[cs615asa] [CS514]Assignment#N Tech Talk

Wed Mar 23 11:40:45 EDT 2016

Hello everyone,
I attended Google's SRE tech talk on March 16. Here's the report.

A few facts about SRE
1.What is SRE?
   Site/Service Reliability Engineering has not been officially defined 
yet, but is described by its mastermind, Ben
   Treynor, as "an operational job that is done by a software engineer". 
An SRE engineer is basically a developer in
   possess of solid operational skills and be able to fix problems as 
well as spotting them.
2.SRE vs. DevOp
   SRE is a way of addressing conflicts between development team and 
operational team more efficient and methodical than
   DevOps, according to proponents of SRE(on the web). SRE and 
development team share a single staffing pool.
   Thus, well performed product => less Op workload =>  less personnels 
in operational team => more in dev team => ...
3.SRE vs system administration (relevance to this assignment)
   Essentially the task of SRE is similar as an operational team but with 
a different approach, so SRE also deals with
   product deployment, monitor and alerts, logging and QA, tech support 
etc, which are within the realm of sysadmin.
   Google hiring policy for SRE is  "...for those who are close to 
passing the Google SWE bar, and who in addition also have
   a complementary set of skills that are useful to us. Network 
engineering and Unix system administration are two common
   areas that we look at; there are others."

Summary of the tech talk:
The session consist of two topics.
1.Monitor and alert of outlier and abnormally(a data science approach).
   The majority work of data science lies in the preparation of raw data 
for further analysis. As I recalled in the
   session, a question was asked about how the data is prepared and it's 
meaning, but vaguely answered with a few
   tool names only. This speech introduced how data science can be used 
in SRE to automate monitor task.
   Data mining can be applied to some attributes such as system resource 
usage, web site statistics etc. for site
   vulnerability and system failure detection. The process is basically 
to analyze the data by algorithms(MAD and DBSCAN,
   as mentioned in the speech) and to alert sysadmins for further actions 
if any outlier or abnormally is concluded.
   A detailed description of these two algorithms can be founded at:

https://www.datadoghq.com/blog/outlier-detection-algorithms-at-datadog/
2.SLI SLO and SLA
   I didn't quite capture the big picture of this speech.
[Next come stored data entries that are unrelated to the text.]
//! # creeptrace CLI
//!
//! Command-line front end for processing creep-test diameter logs.
//!
//! ## Usage
//!
//! ```bash
//! # Derive strain and strain rate from a raw log
//! creeptrace process run.csv --reference-diameter 9.5
//!
//! # Inspect a log before processing
//! creeptrace info run.csv
//! creeptrace validate run.csv
//!
//! # Generate a synthetic log for trying the tool
//! creeptrace demo demo_creep_run.csv
//! ```

mod cli;

use anyhow::Result;
use clap::Parser;

fn main() -> Result<()> {
    let cli = cli::Cli::parse();
    cli::init_logging(cli.verbosity());
    cli::dispatch(cli)
}
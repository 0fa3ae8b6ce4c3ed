//! # creeptrace - Creep-Test Diameter Log Processing
//!
//! `creeptrace` turns the raw CSV log of a tube/sample diameter logger into
//! the derived quantities a creep-test operator watches: smoothed absolute
//! diameter, diametrical strain, and strain rate, each converted to the
//! operator's unit selection.
//!
//! ## Pipeline
//!
//! Each invocation recomputes everything from scratch; there is no retained
//! state and no incremental update. The stages are:
//!
//! 1. Drop rows with missing fields (ingestion) or non-finite values
//!    (pipeline).
//! 2. Smooth the diameter with a Savitzky–Golay filter (window 5, order 2).
//! 3. Convert time with fixed divisors (s→1, min→60, hour→3600).
//! 4. Convert diameter (mm→×1, μm→×1000); the reference diameter is scaled
//!    with the same multiplier.
//! 5. Diametrical strain = (diameter − reference) / reference, unitless.
//! 6. Strain rate = numerical gradient of the strain against the original
//!    time values in seconds.
//! 7. Rescale the rate with the strain-rate unit table (see
//!    [`units::StrainRateUnit::multiplier`]).
//!
//! ## Quick Start
//!
//! ```rust,no_run
//! use std::path::Path;
//!
//! use creeptrace::export;
//! use creeptrace::ingest::{self, IngestOptions};
//! use creeptrace::pipeline::transform;
//! use creeptrace::plot::PlotSet;
//! use creeptrace::units::UnitSelection;
//!
//! // Parse the instrument log.
//! let log = ingest::read_path(Path::new("run.csv"), &IngestOptions::default())?;
//!
//! // Derive strain and strain rate against a 9.5 mm reference diameter.
//! let series = transform(&log.samples, 9.5, UnitSelection::default())?;
//!
//! // Hand labeled panels to a renderer and write the ASCII export.
//! let plots = PlotSet::from_series(&series);
//! assert_eq!(plots.panels().len(), 4);
//! export::write_table_to_path(Path::new("run.txt"), &series)?;
//! # Ok::<(), anyhow::Error>(())
//! ```
//!
//! ## Export Format
//!
//! The export collaborator writes a tab-separated table:
//!
//! | Column | Unit | Description |
//! |--------|------|-------------|
//! | Time | selected time unit | Converted sample time |
//! | Diameter | selected diameter unit | Smoothed, converted diameter |
//! | Diametrical Strain | unitless | Relative change from the reference |
//! | Strain Rate | selected rate unit | Time derivative of the strain |
//!
//! ## Architecture
//!
//! - [`ingest`]: CSV parsing and row cleaning for instrument logs
//! - [`pipeline`]: the measurement-transformation pipeline
//! - [`smoothing`]: Savitzky–Golay filter
//! - [`units`]: unit selections and the fixed conversion tables
//! - [`plot`]: labeled series for an external renderer
//! - [`export`]: tab-separated table output
//! - [`validator`]: pre-flight log checks

#![deny(missing_docs)]
#![deny(rustdoc::missing_crate_level_docs)]

pub mod export;
pub mod ingest;
pub mod pipeline;
pub mod plot;
pub mod smoothing;
pub mod units;
pub mod validator;

/// Re-export commonly used types for convenience
pub mod prelude {
    pub use crate::export::{write_table, write_table_to_path, ExportError};
    pub use crate::ingest::{
        read_from, read_path, IngestError, IngestOptions, IngestStats, MeasurementLog,
    };
    pub use crate::pipeline::{
        transform, DerivedSeries, PipelineError, RawSamples, MIN_VALID_ROWS, SMOOTHING_ORDER,
        SMOOTHING_WINDOW,
    };
    pub use crate::plot::{PlotSeries, PlotSet};
    pub use crate::smoothing::{SavitzkyGolay, SmoothingError};
    pub use crate::units::{
        DiameterUnit, StrainRateUnit, TimeUnit, UnitParseError, UnitSelection,
    };
    pub use crate::validator::{validate_log, CheckStatus, ValidationCheck, ValidationReport};
}
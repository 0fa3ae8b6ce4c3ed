//! Labeled series for an external plot renderer.
//!
//! The pipeline's consumers draw four linked panels. This module packages the
//! derived series into self-describing (x, y) pairs with axis labels so the
//! renderer needs no knowledge of units or derivation. Each series owns its
//! data; the renderer is free to move the set onto its UI thread.

use crate::pipeline::DerivedSeries;

/// One labeled (x, y) series for a single plot panel.
#[derive(Debug, Clone, PartialEq)]
pub struct PlotSeries {
    /// Legend label of the trace.
    pub label: String,
    /// X-axis label, including the unit.
    pub x_label: String,
    /// Y-axis label, including the unit.
    pub y_label: String,
    /// X values.
    pub x: Vec<f64>,
    /// Y values.
    pub y: Vec<f64>,
}

impl PlotSeries {
    /// Number of points in the series.
    pub fn len(&self) -> usize {
        self.x.len()
    }

    /// Whether the series holds no points.
    pub fn is_empty(&self) -> bool {
        self.x.is_empty()
    }
}

/// The four linked panels drawn from one pipeline invocation.
#[derive(Debug, Clone, PartialEq)]
pub struct PlotSet {
    /// Absolute diameter over time.
    pub diameter: PlotSeries,
    /// Diametrical strain over time.
    pub strain: PlotSeries,
    /// Strain rate over time.
    pub strain_rate: PlotSeries,
    /// Strain rate against strain (the creep curve).
    pub creep: PlotSeries,
}

impl PlotSet {
    /// Package a derived series into the four standard panels.
    pub fn from_series(series: &DerivedSeries) -> Self {
        let time_label = format!("Time ({})", series.units.time.label());
        let diameter_label = format!("Diameter ({})", series.units.diameter.label());
        let strain_label = "Diametrical Strain (unitless)".to_string();
        let rate_label = format!("Strain Rate ({})", series.units.strain_rate.label());

        Self {
            diameter: PlotSeries {
                label: "Absolute Diameter".to_string(),
                x_label: time_label.clone(),
                y_label: diameter_label,
                x: series.time.clone(),
                y: series.diameter.clone(),
            },
            strain: PlotSeries {
                label: "Diametrical Strain".to_string(),
                x_label: time_label.clone(),
                y_label: strain_label.clone(),
                x: series.time.clone(),
                y: series.strain.clone(),
            },
            strain_rate: PlotSeries {
                label: "Strain Rate".to_string(),
                x_label: time_label,
                y_label: rate_label.clone(),
                x: series.time.clone(),
                y: series.strain_rate.clone(),
            },
            creep: PlotSeries {
                label: "Creep Rate vs Strain".to_string(),
                x_label: strain_label,
                y_label: rate_label,
                x: series.strain.clone(),
                y: series.strain_rate.clone(),
            },
        }
    }

    /// The panels in drawing order.
    pub fn panels(&self) -> [&PlotSeries; 4] {
        [&self.diameter, &self.strain, &self.strain_rate, &self.creep]
    }
}
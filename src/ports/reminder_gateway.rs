//! Reminder gateway port - task-list entries through a permissioned system.

use async_trait::async_trait;

use crate::domain::foundation::{ReminderRef, Timestamp};

use super::GatewayError;

/// Port for managing the single chore entry in the user's task list.
///
/// Same best-effort contract as the notification gateway: failures are
/// reported, never allowed to block the durable record.
#[async_trait]
pub trait ReminderGateway: Send + Sync {
    /// Creates the task-list entry for a due instant.
    ///
    /// # Errors
    ///
    /// - `Authorization` when permission was declined or revoked
    /// - `Operation` on transient failure
    async fn add_reminder(&self, due_at: Timestamp) -> Result<ReminderRef, GatewayError>;

    /// Marks the entry completed at the given instant.
    async fn complete(
        &self,
        reference: &ReminderRef,
        completed_at: Timestamp,
    ) -> Result<(), GatewayError>;

    /// Moves the entry's due date.
    async fn reschedule(
        &self,
        reference: &ReminderRef,
        new_due_at: Timestamp,
    ) -> Result<(), GatewayError>;

    /// Removes the entry. Unknown refs are not an error.
    async fn cancel(&self, reference: &ReminderRef) -> Result<(), GatewayError>;

    /// Whether the user has granted task-list access.
    async fn is_permission_granted(&self) -> bool;

    /// Prompts for task-list access. Returns whether access was granted.
    ///
    /// # Errors
    ///
    /// `Authorization` when the system forbids asking (restricted).
    async fn request_access(&self) -> Result<bool, GatewayError>;
}
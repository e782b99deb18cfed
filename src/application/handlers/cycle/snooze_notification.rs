//! SnoozeNotificationHandler - the "remind me tomorrow" notification action.
//!
//! The fired notification carries its due instant and occurrence counter.
//! Snoozing schedules a replacement alert one day later with the counter
//! bumped, then relinks the owning cycle. The cycle's own `scheduled_at`
//! is untouched: the chore is still due when it was due.

use std::sync::Arc;

use crate::domain::alerting::AlertPayload;
use crate::domain::cycle::Cycle;
use crate::domain::foundation::{ConfigurationError, NotificationRef, Timestamp};
use crate::ports::{
    CycleStore, GatewayError, NotificationGateway, PersistenceError, SchedulingEngine,
    SettingsStore, SettingsStoreError,
};

/// Days a single snooze postpones the alert.
const SNOOZE_DAYS: u32 = 1;

/// Command built from the fired notification's payload.
#[derive(Debug, Clone)]
pub struct SnoozeNotificationCommand {
    /// The fired notification's identifier, used to find the cycle.
    pub notification_ref: NotificationRef,
    /// The due instant the fired notification carried.
    pub due_at: Timestamp,
    /// The occurrence counter the fired notification carried.
    pub occurrence: u32,
}

/// Result of a successful snooze.
#[derive(Debug, Clone)]
pub struct SnoozeNotificationResult {
    /// The cycle, relinked to the replacement alert.
    pub cycle: Cycle,
    /// Handle of the replacement alert.
    pub new_notification_ref: NotificationRef,
    /// When the replacement alert fires.
    pub new_due_at: Timestamp,
    /// Occurrence counter of the replacement alert.
    pub occurrence: u32,
}

/// Error type for snooze.
#[derive(Debug, Clone)]
pub enum SnoozeNotificationError {
    /// No cycle is linked to the fired notification.
    CycleNotFound(NotificationRef),
    /// The snooze date cannot be represented.
    Configuration(ConfigurationError),
    /// Settings could not be loaded.
    Settings(SettingsStoreError),
    /// The replacement alert could not be scheduled; the cycle is
    /// unchanged and still points at the fired notification.
    Gateway(GatewayError),
    /// Relinking the cycle failed after the alert was scheduled.
    Persistence(PersistenceError),
}

impl std::fmt::Display for SnoozeNotificationError {
    fn fmt(&self, f: &mut std::fmt::Formatter<'_>) -> std::fmt::Result {
        match self {
            SnoozeNotificationError::CycleNotFound(reference) => {
                write!(f, "no cycle linked to notification {}", reference)
            }
            SnoozeNotificationError::Configuration(err) => write!(f, "{}", err),
            SnoozeNotificationError::Settings(err) => write!(f, "{}", err),
            SnoozeNotificationError::Gateway(err) => write!(f, "{}", err),
            SnoozeNotificationError::Persistence(err) => write!(f, "{}", err),
        }
    }
}

impl std::error::Error for SnoozeNotificationError {}

impl From<ConfigurationError> for SnoozeNotificationError {
    fn from(err: ConfigurationError) -> Self {
        SnoozeNotificationError::Configuration(err)
    }
}

impl From<SettingsStoreError> for SnoozeNotificationError {
    fn from(err: SettingsStoreError) -> Self {
        SnoozeNotificationError::Settings(err)
    }
}

impl From<PersistenceError> for SnoozeNotificationError {
    fn from(err: PersistenceError) -> Self {
        SnoozeNotificationError::Persistence(err)
    }
}

/// Handler for the snooze action.
pub struct SnoozeNotificationHandler {
    cycle_store: Arc<dyn CycleStore>,
    settings_store: Arc<dyn SettingsStore>,
    notification_gateway: Arc<dyn NotificationGateway>,
    scheduling_engine: Arc<dyn SchedulingEngine>,
}

impl SnoozeNotificationHandler {
    pub fn new(
        cycle_store: Arc<dyn CycleStore>,
        settings_store: Arc<dyn SettingsStore>,
        notification_gateway: Arc<dyn NotificationGateway>,
        scheduling_engine: Arc<dyn SchedulingEngine>,
    ) -> Self {
        Self {
            cycle_store,
            settings_store,
            notification_gateway,
            scheduling_engine,
        }
    }

    pub async fn handle(
        &self,
        cmd: SnoozeNotificationCommand,
    ) -> Result<SnoozeNotificationResult, SnoozeNotificationError> {
        // 1. Correlate the fired notification back to its cycle.
        let mut cycle = self
            .cycle_store
            .fetch_by_notification_ref(&cmd.notification_ref)
            .await?
            .ok_or_else(|| {
                SnoozeNotificationError::CycleNotFound(cmd.notification_ref.clone())
            })?;

        // 2. One day later, at the configured hour.
        let settings = self.settings_store.load().await?;
        let new_due_at = self.scheduling_engine.snooze_date(
            cmd.due_at,
            SNOOZE_DAYS,
            settings.hour_of_day,
        )?;

        // 3. Replacement alert with the counter bumped. If this fails the
        //    cycle stays linked to the fired notification.
        let payload = AlertPayload::new(cmd.due_at, cmd.occurrence).escalated(new_due_at);
        let new_notification_ref = self
            .notification_gateway
            .schedule(payload)
            .await
            .map_err(SnoozeNotificationError::Gateway)?;

        // 4. Relink the cycle to the replacement.
        cycle.relink_notification(new_notification_ref.clone());
        self.cycle_store.update(&cycle).await?;

        tracing::debug!(
            cycle_id = %cycle.id(),
            occurrence = payload.occurrence,
            new_due_at = %new_due_at,
            "notification snoozed"
        );

        Ok(SnoozeNotificationResult {
            cycle,
            new_notification_ref,
            new_due_at,
            occurrence: payload.occurrence,
        })
    }
}
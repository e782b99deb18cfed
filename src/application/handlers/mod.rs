//! Application handlers.
//!
//! Command handlers that orchestrate domain operations.

pub mod cycle;
pub mod settings;

pub use cycle::{
    // Handlers
    AddCycleHandler, DeleteCycleHandler, MarkCompleteHandler, SnoozeNotificationHandler,
    // Commands and Results
    AddCycleCommand, AddCycleError, AddCycleResult,
    DeleteCycleCommand, DeleteCycleError, DeleteCycleResult,
    MarkCompleteCommand, MarkCompleteError, MarkCompleteResult,
    SnoozeNotificationCommand, SnoozeNotificationError, SnoozeNotificationResult,
    // Shared types
    ChannelOutcome,
};
pub use settings::{
    Channel, UpdateSettingsCommand, UpdateSettingsError, UpdateSettingsHandler,
    UpdateSettingsResult,
};
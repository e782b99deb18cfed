//! In-memory reminder gateway adapter.
//!
//! Simulates the task-list system: one entry per ref with the fixed chore
//! title, minute-granularity due components, and an alarm at the due
//! instant.

use async_trait::async_trait;
use std::collections::HashMap;
use std::sync::Arc;
use tokio::sync::RwLock;
use uuid::Uuid;

use crate::domain::alerting::ReminderItem;
use crate::domain::foundation::{ReminderRef, Timestamp};
use crate::ports::{GatewayError, ReminderGateway};

/// One stored task-list entry.
#[derive(Debug, Clone, Copy)]
pub struct StoredReminder {
    pub item: ReminderItem,
    pub completed_at: Option<Timestamp>,
}

#[derive(Debug, Default)]
struct GatewayState {
    entries: HashMap<ReminderRef, StoredReminder>,
    permission_granted: bool,
    grant_on_request: bool,
    fail_operations: bool,
}

/// In-memory reminder gateway.
#[derive(Debug, Clone)]
pub struct InMemoryReminderGateway {
    state: Arc<RwLock<GatewayState>>,
}

impl InMemoryReminderGateway {
    /// Gateway with permission already granted.
    pub fn new() -> Self {
        Self::with_state(GatewayState {
            permission_granted: true,
            grant_on_request: true,
            ..GatewayState::default()
        })
    }

    /// Gateway whose user has not granted permission yet; a request will
    /// be granted.
    pub fn without_permission() -> Self {
        Self::with_state(GatewayState {
            grant_on_request: true,
            ..GatewayState::default()
        })
    }

    /// Gateway whose user declines the permission prompt.
    pub fn declining() -> Self {
        Self::with_state(GatewayState::default())
    }

    /// Gateway whose operations fail transiently.
    pub fn failing() -> Self {
        Self::with_state(GatewayState {
            permission_granted: true,
            grant_on_request: true,
            fail_operations: true,
            ..GatewayState::default()
        })
    }

    fn with_state(state: GatewayState) -> Self {
        Self {
            state: Arc::new(RwLock::new(state)),
        }
    }

    /// Number of entries (for tests).
    pub async fn entry_count(&self) -> usize {
        self.state.read().await.entries.len()
    }

    /// Stored entry for a ref (for tests).
    pub async fn entry(&self, reference: &ReminderRef) -> Option<StoredReminder> {
        self.state.read().await.entries.get(reference).copied()
    }
}

impl Default for InMemoryReminderGateway {
    fn default() -> Self {
        Self::new()
    }
}

#[async_trait]
impl ReminderGateway for InMemoryReminderGateway {
    async fn add_reminder(&self, due_at: Timestamp) -> Result<ReminderRef, GatewayError> {
        let mut state = self.state.write().await;
        if !state.permission_granted {
            return Err(GatewayError::Authorization(
                "reminder permission not granted".to_string(),
            ));
        }
        if state.fail_operations {
            return Err(GatewayError::Operation(
                "simulated reminder failure".to_string(),
            ));
        }

        let reference = ReminderRef::new(Uuid::new_v4().to_string());
        state.entries.insert(
            reference.clone(),
            StoredReminder {
                item: ReminderItem::for_due_date(due_at),
                completed_at: None,
            },
        );
        Ok(reference)
    }

    async fn complete(
        &self,
        reference: &ReminderRef,
        completed_at: Timestamp,
    ) -> Result<(), GatewayError> {
        let mut state = self.state.write().await;
        if state.fail_operations {
            return Err(GatewayError::Operation(
                "simulated reminder failure".to_string(),
            ));
        }
        let entry = state
            .entries
            .get_mut(reference)
            .ok_or_else(|| GatewayError::Operation(format!("unknown reminder {reference}")))?;
        entry.completed_at = Some(completed_at);
        Ok(())
    }

    async fn reschedule(
        &self,
        reference: &ReminderRef,
        new_due_at: Timestamp,
    ) -> Result<(), GatewayError> {
        let mut state = self.state.write().await;
        if state.fail_operations {
            return Err(GatewayError::Operation(
                "simulated reminder failure".to_string(),
            ));
        }
        let entry = state
            .entries
            .get_mut(reference)
            .ok_or_else(|| GatewayError::Operation(format!("unknown reminder {reference}")))?;
        entry.item = ReminderItem::for_due_date(new_due_at);
        Ok(())
    }

    async fn cancel(&self, reference: &ReminderRef) -> Result<(), GatewayError> {
        let mut state = self.state.write().await;
        if state.fail_operations {
            return Err(GatewayError::Operation(
                "simulated reminder failure".to_string(),
            ));
        }
        // Unknown refs are fine; the entry may have been removed by hand.
        state.entries.remove(reference);
        Ok(())
    }

    async fn is_permission_granted(&self) -> bool {
        self.state.read().await.permission_granted
    }

    async fn request_access(&self) -> Result<bool, GatewayError> {
        let mut state = self.state.write().await;
        if state.grant_on_request {
            state.permission_granted = true;
        }
        Ok(state.permission_granted)
    }
}
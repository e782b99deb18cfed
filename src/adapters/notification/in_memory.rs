//! In-memory notification gateway adapter.
//!
//! Simulates the permissioned alert system for development and tests:
//! tracks pending alerts by ref, honors a permission flag, and can be
//! told to fail operations.

use async_trait::async_trait;
use std::collections::HashMap;
use std::sync::Arc;
use tokio::sync::RwLock;
use uuid::Uuid;

use crate::domain::alerting::AlertPayload;
use crate::domain::foundation::NotificationRef;
use crate::ports::{GatewayError, NotificationGateway};

#[derive(Debug, Default)]
struct GatewayState {
    pending: HashMap<NotificationRef, AlertPayload>,
    cancelled: Vec<NotificationRef>,
    permission_granted: bool,
    grant_on_request: bool,
    fail_operations: bool,
    badge_clears: u32,
}

/// In-memory notification gateway.
#[derive(Debug, Clone)]
pub struct InMemoryNotificationGateway {
    state: Arc<RwLock<GatewayState>>,
}

impl InMemoryNotificationGateway {
    /// Gateway with permission already granted.
    pub fn new() -> Self {
        Self::with_state(GatewayState {
            permission_granted: true,
            grant_on_request: true,
            ..GatewayState::default()
        })
    }

    /// Gateway whose user has not granted permission yet; a request will
    /// be granted.
    pub fn without_permission() -> Self {
        Self::with_state(GatewayState {
            grant_on_request: true,
            ..GatewayState::default()
        })
    }

    /// Gateway whose user declines the permission prompt.
    pub fn declining() -> Self {
        Self::with_state(GatewayState::default())
    }

    /// Gateway whose operations fail transiently.
    pub fn failing() -> Self {
        Self::with_state(GatewayState {
            permission_granted: true,
            grant_on_request: true,
            fail_operations: true,
            ..GatewayState::default()
        })
    }

    fn with_state(state: GatewayState) -> Self {
        Self {
            state: Arc::new(RwLock::new(state)),
        }
    }

    /// Number of pending alerts (for tests).
    pub async fn pending_count(&self) -> usize {
        self.state.read().await.pending.len()
    }

    /// Payload of a pending alert (for tests).
    pub async fn pending(&self, reference: &NotificationRef) -> Option<AlertPayload> {
        self.state.read().await.pending.get(reference).copied()
    }

    /// Whether the ref was cancelled (for tests).
    pub async fn was_cancelled(&self, reference: &NotificationRef) -> bool {
        self.state.read().await.cancelled.contains(reference)
    }

    /// Number of badge clears (for tests).
    pub async fn badge_clears(&self) -> u32 {
        self.state.read().await.badge_clears
    }
}

impl Default for InMemoryNotificationGateway {
    fn default() -> Self {
        Self::new()
    }
}

#[async_trait]
impl NotificationGateway for InMemoryNotificationGateway {
    async fn schedule(&self, payload: AlertPayload) -> Result<NotificationRef, GatewayError> {
        let mut state = self.state.write().await;
        if !state.permission_granted {
            return Err(GatewayError::Authorization(
                "notification permission not granted".to_string(),
            ));
        }
        if state.fail_operations {
            return Err(GatewayError::Operation(
                "simulated notification failure".to_string(),
            ));
        }

        let reference = NotificationRef::new(Uuid::new_v4().to_string());
        state.pending.insert(reference.clone(), payload);
        Ok(reference)
    }

    async fn cancel(&self, reference: &NotificationRef) -> Result<(), GatewayError> {
        let mut state = self.state.write().await;
        if state.fail_operations {
            return Err(GatewayError::Operation(
                "simulated notification failure".to_string(),
            ));
        }
        // Unknown refs are fine; the alert may already have fired.
        state.pending.remove(reference);
        state.cancelled.push(reference.clone());
        Ok(())
    }

    async fn clear_badge(&self) -> Result<(), GatewayError> {
        let mut state = self.state.write().await;
        if state.fail_operations {
            return Err(GatewayError::Operation(
                "simulated notification failure".to_string(),
            ));
        }
        state.badge_clears += 1;
        Ok(())
    }

    async fn is_permission_granted(&self) -> bool {
        self.state.read().await.permission_granted
    }

    async fn request_access(&self) -> Result<bool, GatewayError> {
        let mut state = self.state.write().await;
        if state.grant_on_request {
            state.permission_granted = true;
        }
        Ok(state.permission_granted)
    }
}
Here are a few 
things I managed to grasp.
   1) SLI(Service Level Indicator) is used for quantifying SLO(Service 
Level Objectives) thus an SLA(agreement) can be
    enforced on a solid foundation.
   2) Sales team usually make SLO promises to which the speaker, as the 
service engineer, is impossible to achieve.
   3) The difference between external and internal SLA is that:
     a)For external SLA, which is between customer and service provider, 
a failure of achieving SLO results in financial
     punishment.
     b)The internal SLA is between the sales team and engineers. The 
engineers promise "... to get up in the middle
     of the night to address the problem so as to keep the SLO still 
met..."
   4) The underlying ideas of "error budget" is: "Devs can launch as many 
new features as they want as long as it can
      be afforded by the error budget mentioned in the SLO". New features 
are often buggy and leads to service failurs.
      The "budget" rule is the SRE way of balancing between service 
scalability and reliability.

Jingxi Yao